Classification by generation

 

Generation I reactor

Generation II reactor (most current nuclear power plants)

Generation III reactor (evolutionary improvements of existing designs)

Generation IV reactor (technologies still under development)

The "Gen IV"-term was dubbed by the United States Department of Energy (DOE) for developing new plant types in 2000. In 2003, the French Commissariat à l'Énergie Atomique (CEA) was the first to refer to Gen II types in Nucleonics Week; . First mentioning of Gen III was also in 2000 in conjunction with the launch of the Generation IV International Forum (GIF) plans.

Classification by phase of fuel

Solid fueled

Fluid fueled

Aqueous homogeneous reactor

Molten salt reactor

Gas fueled

Classification by use

Electricity

Nuclear power plants

Propulsion, see nuclear propulsion

Nuclear marine propulsion

Various proposed forms of rocket propulsion

Other uses of heat

Desalination

Heat for domestic and industrial heating

Hydrogen production for use in a hydrogen economy

Production reactors for transmutation of elements

Breeder reactors are capable of producing more fissile materials than they consume during the fission chain reaction (by converting fertile U-238 to Pu-239) which allows an operational fast reactor to generate more fissile material than it consumes. Thus, a breeder reactor, once running, can be re-fueled with natural or even depleted uranium.
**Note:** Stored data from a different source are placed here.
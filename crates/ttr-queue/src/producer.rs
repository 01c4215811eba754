//! Producer operations: push, clear and status.
//!
//! The backend has no priorities and no per-message status lookups. Requests
//! for either fail with [`WorkerError::UnsupportedFeature`] instead of being
//! silently ignored.

use crate::client::QueueClient;
use crate::codec;
use crate::error::WorkerError;
use crate::message::MessageId;
use chrono::Duration;
use std::sync::Arc;
use tracing::{debug, info};

#[cfg(test)]
#[path = "producer_tests.rs"]
mod tests;

/// Processing budget used when a producer does not state one
pub const DEFAULT_TTR_SECONDS: u32 = 300;

/// A job to enqueue
#[derive(Debug, Clone, PartialEq, Eq)]
pub struct PushRequest {
    pub payload: String,
    /// Seconds a consumer keeps the message reserved while handling it
    pub ttr_seconds: u32,
    /// Seconds before the message first becomes visible
    pub delay_seconds: u32,
    /// Must be unset; `Some(0)` counts as unset, any other value is rejected
    pub priority: Option<u32>,
}

impl PushRequest {
    pub fn new(payload: impl Into<String>) -> Self {
        Self {
            payload: payload.into(),
            ttr_seconds: DEFAULT_TTR_SECONDS,
            delay_seconds: 0,
            priority: None,
        }
    }

    pub fn with_ttr(mut self, ttr_seconds: u32) -> Self {
        self.ttr_seconds = ttr_seconds;
        self
    }

    pub fn with_delay(mut self, delay_seconds: u32) -> Self {
        self.delay_seconds = delay_seconds;
        self
    }

    pub fn with_priority(mut self, priority: u32) -> Self {
        self.priority = Some(priority);
        self
    }
}

/// Enqueues jobs on a single queue
#[derive(Clone)]
pub struct Producer {
    client: Arc<dyn QueueClient>,
}

impl Producer {
    pub fn new(client: Arc<dyn QueueClient>) -> Self {
        Self { client }
    }

    /// Encode the request as `{ttr};{payload}` and send it.
    ///
    /// # Errors
    ///
    /// - [`WorkerError::UnsupportedFeature`] when a non-zero priority is given; nothing is sent
    /// - [`WorkerError::Queue`] when the send fails
    pub async fn push(&self, request: PushRequest) -> Result<MessageId, WorkerError> {
        if let Some(priority) = request.priority.filter(|&p| p != 0) {
            debug!(priority, "Rejecting push with priority");
            return Err(WorkerError::unsupported("priority"));
        }

        let body = codec::encode(request.ttr_seconds, &request.payload);
        let message_id = self
            .client
            .send_message(&body, Duration::seconds(i64::from(request.delay_seconds)))
            .await?;

        info!(
            message_id = %message_id,
            ttr_seconds = request.ttr_seconds,
            delay_seconds = request.delay_seconds,
            "Pushed job"
        );

        Ok(message_id)
    }

    /// Positional form of [`Producer::push`]
    pub async fn push_message(
        &self,
        payload: &str,
        ttr_seconds: u32,
        delay_seconds: u32,
        priority: Option<u32>,
    ) -> Result<MessageId, WorkerError> {
        self.push(PushRequest {
            payload: payload.to_string(),
            ttr_seconds,
            delay_seconds,
            priority,
        })
        .await
    }

    /// Remove every message from the queue. Completion is eventually consistent.
    pub async fn clear(&self) -> Result<(), WorkerError> {
        self.client.purge().await?;
        info!(provider = %self.client.provider_type(), "Purged queue");
        Ok(())
    }

    /// Status lookups by id are not available on this backend.
    pub async fn status(&self, message_id: &str) -> Result<(), WorkerError> {
        debug!(message_id, "Rejecting status query");
        Err(WorkerError::unsupported("status"))
    }
}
Creating various radioactive isotopes, such as americium for use in smoke detectors, and cobalt-60, molybdenum-99 and others, used for imaging and medical treatment.
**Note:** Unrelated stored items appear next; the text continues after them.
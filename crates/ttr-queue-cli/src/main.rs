use ttr_queue_cli::run_cli;

#[tokio::main]
async fn main() {
    if let Err(e) = run_cli().await {
        eprintln!("Error: {}", e);
        std::process::exit(e.exit_code());
    }
}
Production of materials for nuclear weapons such as weapons-grade plutonium

Providing a source of neutron radiation (for example with the pulsed Godiva device) and positron radiation (e.g. neutron activation analysis and potassium-argon dating)
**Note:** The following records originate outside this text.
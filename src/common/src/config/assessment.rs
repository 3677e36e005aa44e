//! Idleness assessment settings: thresholds, skipped stages and topic lists.

use std::collections::BTreeSet;
use std::fmt;
use std::str::FromStr;
use std::time::Duration;

use serde::{Deserialize, Serialize};

use super::ConfigError;
use crate::string_set::StringSetSource;

/// One of the idleness checks that can be bypassed with `skip`.
#[derive(Clone, Copy, Debug, PartialEq, Eq, PartialOrd, Ord, Hash, Serialize, Deserialize)]
#[serde(rename_all = "lowercase")]
pub enum Stage {
    Production,
    Consumption,
    Storage,
}

impl Stage {
    /// Stages in pipeline order.
    pub const ALL: [Stage; 3] = [Stage::Production, Stage::Consumption, Stage::Storage];

    pub fn as_str(&self) -> &'static str {
        match self {
            Stage::Production => "production",
            Stage::Consumption => "consumption",
            Stage::Storage => "storage",
        }
    }
}

impl fmt::Display for Stage {
    fn fmt(&self, f: &mut fmt::Formatter<'_>) -> fmt::Result {
        f.write_str(self.as_str())
    }
}

impl FromStr for Stage {
    type Err = ConfigError;

    fn from_str(s: &str) -> Result<Self, Self::Err> {
        match s.trim().to_ascii_lowercase().as_str() {
            "production" => Ok(Stage::Production),
            "consumption" => Ok(Stage::Consumption),
            "storage" => Ok(Stage::Storage),
            other => Err(ConfigError::InvalidValue {
                field: "assessment.skip",
                reason: format!(
                    "unknown stage '{other}', expected production, consumption or storage"
                ),
            }),
        }
    }
}

/// How the production check decides whether a topic is still written to.
#[derive(Clone, Copy, Debug, PartialEq, Eq)]
pub enum ProductionMode {
    /// Watch high-water-marks for the given window; any advance means active.
    SamplingWindow(Duration),
    /// Look for messages newer than `minutes` ago via timestamp offset lookup.
    IdleSince { minutes: u64 },
}

/// Resolved topic lists, ready for the detector.
#[derive(Clone, Debug, Default, PartialEq, Eq)]
pub struct FilterLists {
    pub allow: BTreeSet<String>,
    pub disallow: BTreeSet<String>,
    pub hidden_prefixes: BTreeSet<String>,
}

#[derive(Clone, Debug, Serialize, Deserialize)]
#[serde(default)]
pub struct AssessmentConfig {
    /// Sampling window for the production check, in milliseconds.
    ///
    /// Only used when `idle_minutes` is zero.
    pub production_assessment_time_ms: u64,

    /// Report topics without production for this many minutes. Zero selects
    /// the sampling window instead.
    ///
    /// Env: IDLE_TOPICS__ASSESSMENT__IDLE_MINUTES (or KAFKA_IDLE_MINUTES via the CLI)
    pub idle_minutes: i64,

    /// Leave broker-managed topics out of the assessment.
    pub hide_internal_topics: bool,

    /// Topic name prefixes excluded before any check runs.
    pub hide_topic_prefixes: StringSetSource,

    /// If non-empty, only these topics can be reported.
    pub allow_list: StringSetSource,

    /// Topics that are never reported.
    pub disallow_list: StringSetSource,

    /// Checks to bypass.
    pub skip: Vec<Stage>,

    /// Extra attempts for a failing partition lookup before the run aborts.
    pub lookup_retries: u32,

    /// Delay before the first retry; doubled on every further attempt.
    #[serde(with = "humantime_serde")]
    pub retry_backoff: Duration,

    /// Upper bound on in-flight partition lookups.
    pub max_concurrent_lookups: usize,
}

impl Default for AssessmentConfig {
    fn default() -> Self {
        Self {
            production_assessment_time_ms: 30_000,
            idle_minutes: 0,
            hide_internal_topics: false,
            hide_topic_prefixes: StringSetSource::default(),
            allow_list: StringSetSource::default(),
            disallow_list: StringSetSource::default(),
            skip: Vec::new(),
            lookup_retries: 0,
            retry_backoff: Duration::from_millis(200),
            max_concurrent_lookups: 16,
        }
    }
}

impl AssessmentConfig {
    pub fn validate(&self) -> Result<(), ConfigError> {
        if self.idle_minutes < 0 {
            return Err(ConfigError::InvalidValue {
                field: "assessment.idle_minutes",
                reason: format!("must not be negative, got {}", self.idle_minutes),
            });
        }

        if self.idle_minutes == 0 && self.production_assessment_time_ms == 0 {
            return Err(ConfigError::InvalidValue {
                field: "assessment.production_assessment_time_ms",
                reason: "must be greater than zero".to_string(),
            });
        }

        if self.max_concurrent_lookups == 0 {
            return Err(ConfigError::InvalidValue {
                field: "assessment.max_concurrent_lookups",
                reason: "must be greater than zero".to_string(),
            });
        }

        Ok(())
    }

    /// The production check mode. `idle_minutes == 0` selects the sampling
    /// window.
    pub fn production_mode(&self) -> ProductionMode {
        if self.idle_minutes > 0 {
            ProductionMode::IdleSince {
                minutes: self.idle_minutes as u64,
            }
        } else {
            ProductionMode::SamplingWindow(Duration::from_millis(
                self.production_assessment_time_ms,
            ))
        }
    }

    pub fn skip_set(&self) -> BTreeSet<Stage> {
        self.skip.iter().copied().collect()
    }

    /// Resolve the allow, disallow and prefix sources.
    pub fn filter_lists(&self) -> Result<FilterLists, ConfigError> {
        Ok(FilterLists {
            allow: self.allow_list.resolve()?,
            disallow: self.disallow_list.resolve()?,
            hidden_prefixes: self.hide_topic_prefixes.resolve()?,
        })
    }
}

#[cfg(test)]
mod tests {
    use super::*;

    #[test]
    fn test_default_mode_is_thirty_second_sampling_window() {
        let config = AssessmentConfig::default();
        assert!(config.validate().is_ok());
        assert_eq!(
            config.production_mode(),
            ProductionMode::SamplingWindow(Duration::from_secs(30))
        );
    }

    #[test]
    fn test_positive_idle_minutes_selects_idle_since() {
        let config = AssessmentConfig {
            idle_minutes: 90,
            ..Default::default()
        };
        assert_eq!(
            config.production_mode(),
            ProductionMode::IdleSince { minutes: 90 }
        );
    }

    #[test]
    fn test_negative_idle_minutes_is_invalid() {
        let config = AssessmentConfig {
            idle_minutes: -5,
            ..Default::default()
        };
        assert!(matches!(
            config.validate(),
            Err(ConfigError::InvalidValue {
                field: "assessment.idle_minutes",
                ..
            })
        ));
    }

    #[test]
    fn test_zero_concurrency_is_invalid() {
        let config = AssessmentConfig {
            max_concurrent_lookups: 0,
            ..Default::default()
        };
        assert!(config.validate().is_err());
    }

    #[test]
    fn test_stage_parsing_accepts_uppercase() {
        assert_eq!("PRODUCTION".parse::<Stage>().unwrap(), Stage::Production);
        assert_eq!(" storage ".parse::<Stage>().unwrap(), Stage::Storage);
        assert!("lag".parse::<Stage>().is_err());
    }

    #[test]
    fn test_skip_set_deduplicates() {
        let config = AssessmentConfig {
            skip: vec![Stage::Storage, Stage::Consumption, Stage::Storage],
            ..Default::default()
        };
        let skip = config.skip_set();
        assert_eq!(skip.len(), 2);
        assert!(skip.contains(&Stage::Consumption));
        assert!(!skip.contains(&Stage::Production));
    }

    #[test]
    fn test_filter_lists_resolve_inline_sources() {
        let config = AssessmentConfig {
            allow_list: "a,b".into(),
            disallow_list: "b".into(),
            hide_topic_prefixes: "tmp_".into(),
            ..Default::default()
        };
        let lists = config.filter_lists().unwrap();
        assert_eq!(lists.allow.len(), 2);
        assert!(lists.disallow.contains("b"));
        assert!(lists.hidden_prefixes.contains("tmp_"));
    }
}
Research reactor: Typically reactors used for research and training, materials testing, or the production of radioisotopes for medicine and industry. These are much smaller than power reactors or those propelling ships, and many are on university campuses. There are about 280 such reactors operating, in 56 countries. Some operate with high-enriched uranium fuel, and international efforts are underway to substitute low-enriched fuel.

 

Current technologies

 

There are two types of nuclear power in current use:

The Radioisotope thermoelectric generator produces heat through passive radioactive decay. Some radioisotope thermoelectric generators have been created to power space probes (for example, the Cassini probe), some lighthouses in the former Soviet Union, and some pacemakers. The heat output of these generators diminishes with time; the heat is converted to electricity utilising the thermoelectric effect.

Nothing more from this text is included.